- [WHAT TO DO]:
Transcribe the data below verbatim from the line with "in execution order." to the line with "Database key layout.". Include both of those lines.

(Records excerpted from a collection)
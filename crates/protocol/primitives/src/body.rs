//! Block bodies and the consensus artifacts carried next to the transactions.

use crate::Transaction;
use alloc::vec::Vec;
use alloy_primitives::{B256, Bytes, U256};
use alloy_rlp::{RlpDecodable, RlpEncodable};

/// The randomness beacon values revealed and committed by a block proposer.
#[derive(Debug, Clone, Copy, Default, PartialEq, Eq, Hash, RlpEncodable, RlpDecodable)]
#[cfg_attr(feature = "serde", derive(serde::Serialize, serde::Deserialize))]
pub struct Randomness {
    /// Randomness revealed for the previous commitment.
    pub revealed: B256,
    /// Commitment to the randomness revealed in the proposer's next block.
    pub committed: B256,
}

/// Aggregated validator signature over the epoch transition, consumed by light clients.
#[derive(Debug, Clone, Default, PartialEq, Eq, Hash, RlpEncodable, RlpDecodable)]
#[cfg_attr(feature = "serde", derive(serde::Serialize, serde::Deserialize))]
pub struct EpochSnarkData {
    /// Bitmap of the validators that signed.
    pub bitmap: U256,
    /// Aggregated BLS signature.
    pub signature: Bytes,
}

impl EpochSnarkData {
    /// Returns true if no epoch signature is attached.
    pub fn is_empty(&self) -> bool {
        self.signature.is_empty()
    }
}

/// The data of a block that is not part of the header.
#[derive(Debug, Clone, Default, PartialEq, Eq, Hash, RlpEncodable, RlpDecodable)]
#[cfg_attr(feature = "serde", derive(serde::Serialize, serde::Deserialize))]
#[cfg_attr(feature = "serde", serde(rename_all = "camelCase"))]
pub struct Body {
    /// Transactions in execution order.
    pub transactions: Vec<Transaction>,
    /// Randomness beacon values.
    pub randomness: Randomness,
    /// Epoch snark data, empty for blocks that do not close an epoch.
    pub epoch_snark_data: EpochSnarkData,
}
//! Database key layout.
//!
//! Numbers are encoded as 8 byte big-endian integers so that the byte order of
//! keys sharing a prefix equals the numeric order of the heights they encode.
//! The range scans in [`CanonicalReader`](crate::CanonicalReader) depend on it.
//!
//! The layout is shared with every other component reading the same database
//! and must not change.

use alloy_primitives::B256;
use derive_more::Display;

/// Tracks the hash of the latest known header.
pub const HEAD_HEADER_KEY: &[u8] = b"LastHeader";

/// Tracks the hash of the latest known full block.
pub const HEAD_BLOCK_KEY: &[u8] = b"LastBlock";

/// Tracks the hash of the latest block reached by fast sync.
pub const HEAD_FAST_BLOCK_KEY: &[u8] = b"LastFast";

/// Tracks the pivot block of the last fast sync. Absent once fully synced.
pub const LAST_PIVOT_KEY: &[u8] = b"LastPivot";

/// Tracks the number of trie entries imported during fast sync.
pub const FAST_TRIE_PROGRESS_KEY: &[u8] = b"TrieSync";

/// Tracks the oldest block whose transactions are indexed.
pub const TX_INDEX_TAIL_KEY: &[u8] = b"TransactionIndexTail";

/// Tracks the transaction lookup limit used during fast sync.
pub const FAST_TX_LOOKUP_LIMIT_KEY: &[u8] = b"FastTransactionLookupLimit";

/// Holds the bounded list of blocks that failed validation.
pub const BAD_BLOCK_KEY: &[u8] = b"InvalidBlock";

/// `h + num + hash -> header`, `h + num + hash + t -> td`, `h + num + n -> hash`.
pub const HEADER_PREFIX: &[u8] = b"h";

/// Suffix of total difficulty keys.
pub const HEADER_TD_SUFFIX: &[u8] = b"t";

/// Suffix of canonical hash keys.
pub const HEADER_HASH_SUFFIX: &[u8] = b"n";

/// `H + hash -> num`.
pub const HEADER_NUMBER_PREFIX: &[u8] = b"H";

/// `b + num + hash -> body`.
pub const BLOCK_BODY_PREFIX: &[u8] = b"b";

/// `r + num + hash -> receipts`.
pub const BLOCK_RECEIPTS_PREFIX: &[u8] = b"r";

/// `uptime + epoch -> uptime`.
pub const UPTIME_PREFIX: &[u8] = b"uptime";

/// `db-randomness-prefix + commitment -> parent hash`.
pub const RANDOMNESS_COMMITMENT_PREFIX: &[u8] = b"db-randomness-prefix";

/// Length of a header key: prefix, number and hash.
pub const HEADER_KEY_LENGTH: usize = HEADER_PREFIX.len() + 8 + 32;

/// Length of a canonical hash key: prefix, number and suffix.
pub const HEADER_HASH_KEY_LENGTH: usize = HEADER_PREFIX.len() + 8 + HEADER_HASH_SUFFIX.len();

/// The sequential tables of the ancient store, all indexed by block number.
#[derive(Debug, Display, Clone, Copy, PartialEq, Eq, Hash, PartialOrd, Ord)]
pub enum FreezerTable {
    /// Canonical block hashes.
    #[display("hashes")]
    Hashes,
    /// RLP encoded headers.
    #[display("headers")]
    Headers,
    /// RLP encoded bodies.
    #[display("bodies")]
    Bodies,
    /// RLP encoded storage receipt lists.
    #[display("receipts")]
    Receipts,
    /// RLP encoded total difficulties.
    #[display("diffs")]
    Difficulties,
}

impl FreezerTable {
    /// Every ancient table, in the order a block is appended to them.
    pub const ALL: [Self; 5] =
        [Self::Hashes, Self::Headers, Self::Bodies, Self::Receipts, Self::Difficulties];
}

fn concat(parts: &[&[u8]]) -> Vec<u8> {
    let mut key = Vec::with_capacity(parts.iter().map(|part| part.len()).sum());
    for part in parts {
        key.extend_from_slice(part);
    }
    key
}

/// Encodes a block number as big-endian bytes.
pub const fn encode_block_number(number: u64) -> [u8; 8] {
    number.to_be_bytes()
}

/// Decodes an 8 byte big-endian block number.
pub fn decode_block_number(bytes: &[u8]) -> Option<u64> {
    bytes.try_into().ok().map(u64::from_be_bytes)
}

/// `h + num`: the prefix shared by every header-family key at a height.
pub fn header_key_prefix(number: u64) -> Vec<u8> {
    concat(&[HEADER_PREFIX, &encode_block_number(number)])
}

/// `h + num + hash`
pub fn header_key(number: u64, hash: B256) -> Vec<u8> {
    concat(&[HEADER_PREFIX, &encode_block_number(number), hash.as_slice()])
}

/// `h + num + hash + t`
pub fn header_td_key(number: u64, hash: B256) -> Vec<u8> {
    concat(&[HEADER_PREFIX, &encode_block_number(number), hash.as_slice(), HEADER_TD_SUFFIX])
}

/// `h + num + n`
pub fn header_hash_key(number: u64) -> Vec<u8> {
    concat(&[HEADER_PREFIX, &encode_block_number(number), HEADER_HASH_SUFFIX])
}

/// `H + hash`
pub fn header_number_key(hash: B256) -> Vec<u8> {
    concat(&[HEADER_NUMBER_PREFIX, hash.as_slice()])
}

/// `b + num + hash`
pub fn block_body_key(number: u64, hash: B256) -> Vec<u8> {
    concat(&[BLOCK_BODY_PREFIX, &encode_block_number(number), hash.as_slice()])
}

/// `r + num + hash`
pub fn block_receipts_key(number: u64, hash: B256) -> Vec<u8> {
    concat(&[BLOCK_RECEIPTS_PREFIX, &encode_block_number(number), hash.as_slice()])
}

/// `uptime + epoch`
pub fn uptime_key(epoch: u64) -> Vec<u8> {
    concat(&[UPTIME_PREFIX, &encode_block_number(epoch)])
}

/// `db-randomness-prefix + commitment`
pub fn randomness_commitment_key(commitment: B256) -> Vec<u8> {
    concat(&[RANDOMNESS_COMMITMENT_PREFIX, commitment.as_slice()])
}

- [RESULT FOR THIS EXERCISE]:
    /// Transactions in execution order.
    pub transactions: Vec<Transaction>,
    /// Randomness beacon values.
    pub randomness: Randomness,
    /// Epoch snark data, empty for blocks that do not close an epoch.
    pub epoch_snark_data: EpochSnarkData,
}
//! Database key layout.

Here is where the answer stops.